**EXERCISE INPUT**

>>

pub mod bridge;
pub mod config;
pub mod local;
pub mod multi;
pub mod server;
pub mod yarp;

use async_trait::async_trait;
#[cfg(test)] use mockall::automock;

use crate::contact::Contact;


/// Capabilities of a name space. These are combined across the backends of a
///  [multi::MultiNameSpace].
#[derive(Debug, Clone, Copy, Default, Eq, PartialEq)]
pub struct NameSpaceFlags {
    /// names are only visible within this process
    pub local_only: bool,
    pub uses_central_server: bool,
    /// registering a bare name returns a port number to listen on
    pub server_allocates_port_numbers: bool,
    /// a connection's handshake carries the names of both endpoints
    pub connection_has_name_of_endpoints: bool,
}

impl NameSpaceFlags {
    /// Combines the flags of several backends: `local_only`, `server_allocates_port_numbers`
    ///  and `connection_has_name_of_endpoints` hold only if they hold for all backends,
    ///  `uses_central_server` holds if it holds for any backend. Without backends, names are
    ///  local only.
    pub fn combine(flags: impl IntoIterator<Item = NameSpaceFlags>) -> NameSpaceFlags {
        let mut result: Option<NameSpaceFlags> = None;
        for f in flags {
            result = Some(match result {
                None => f,
                Some(r) => NameSpaceFlags {
                    local_only: r.local_only && f.local_only,
                    uses_central_server: r.uses_central_server || f.uses_central_server,
                    server_allocates_port_numbers: r.server_allocates_port_numbers && f.server_allocates_port_numbers,
                    connection_has_name_of_endpoints: r.connection_has_name_of_endpoints && f.connection_has_name_of_endpoints,
                },
            });
        }
        result.unwrap_or(NameSpaceFlags {
            local_only: true,
            ..Default::default()
        })
    }
}

/// A directory mapping port names to network addresses
#[cfg_attr(test, automock)]
#[async_trait]
pub trait NameSpace: Send + Sync + 'static {
    fn flags(&self) -> NameSpaceFlags;

    /// `None` if the name is not registered
    async fn query_name(&self, name: &str) -> anyhow::Result<Option<Contact>>;

    /// Registers a name without an address. Name spaces that allocate port numbers return the
    ///  address the port should listen on.
    async fn register_name(&self, name: &str) -> anyhow::Result<Contact>;

    async fn register_contact(&self, contact: &Contact) -> anyhow::Result<Contact>;

    async fn unregister_name(&self, name: &str) -> anyhow::Result<()>;

    async fn unregister_contact(&self, contact: &Contact) -> anyhow::Result<()>;
}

<<

**PROBLEM DETAILS**
Output the complete set of records word for word.

**SOLUTION FOR THIS TASK**
pub mod bridge;
pub mod config;
pub mod local;
pub mod multi;
pub mod server;
pub mod yarp;

use async_trait::async_trait;
#[cfg(test)] use mockall::automock;

use crate::contact::Contact;


/// Capabilities of a name space. These are combined across the backends of a
///  [multi::MultiNameSpace].
#[derive(Debug, Clone, Copy, Default, Eq, PartialEq)]
pub struct NameSpaceFlags {
    /// names are only visible within this process
    pub local_only: bool,
    pub uses_central_server: bool,
    /// registering a bare name returns a port number to listen on
    pub server_allocates_port_numbers: bool,
    /// a connection's handshake carries the names of both endpoints
    pub connection_has_name_of_endpoints: bool,
}

impl NameSpaceFlags {
    /// Combines the flags of several backends: `local_only`, `server_allocates_port_numbers`
    ///  and `connection_has_name_of_endpoints` hold only if they hold for all backends,
    ///  `uses_central_server` holds if it holds for any backend. Without backends, names are
    ///  local only.
    pub fn combine(flags: impl IntoIterator<Item = NameSpaceFlags>) -> NameSpaceFlags {
        let mut result: Option<NameSpaceFlags> = None;
        for f in flags {
            result = Some(match result {
                None => f,
                Some(r) => NameSpaceFlags {
                    local_only: r.local_only && f.local_only,
                    uses_central_server: r.uses_central_server || f.uses_central_server,
                    server_allocates_port_numbers: r.server_allocates_port_numbers && f.server_allocates_port_numbers,
                    connection_has_name_of_endpoints: r.connection_has_name_of_endpoints && f.connection_has_name_of_endpoints,
                },
            });
        }
        result.unwrap_or(NameSpaceFlags {
            local_only: true,
            ..Default::default()
        })
    }
}

/// A directory mapping port names to network addresses
#[cfg_attr(test, automock)]
#[async_trait]
pub trait NameSpace: Send + Sync + 'static {
    fn flags(&self) -> NameSpaceFlags;

    /// `None` if the name is not registered
    async fn query_name(&self, name: &str) -> anyhow::Result<Option<Contact>>;

    /// Registers a name without an address. Name spaces that allocate port numbers return the
    ///  address the port should listen on.
    async fn register_name(&self, name: &str) -> anyhow::Result<Contact>;

    async fn register_contact(&self, contact: &Contact) -> anyhow::Result<Contact>;

    async fn unregister_name(&self, name: &str) -> anyhow::Result<()>;

    async fn unregister_contact(&self, contact: &Contact) -> anyhow::Result<()>;
}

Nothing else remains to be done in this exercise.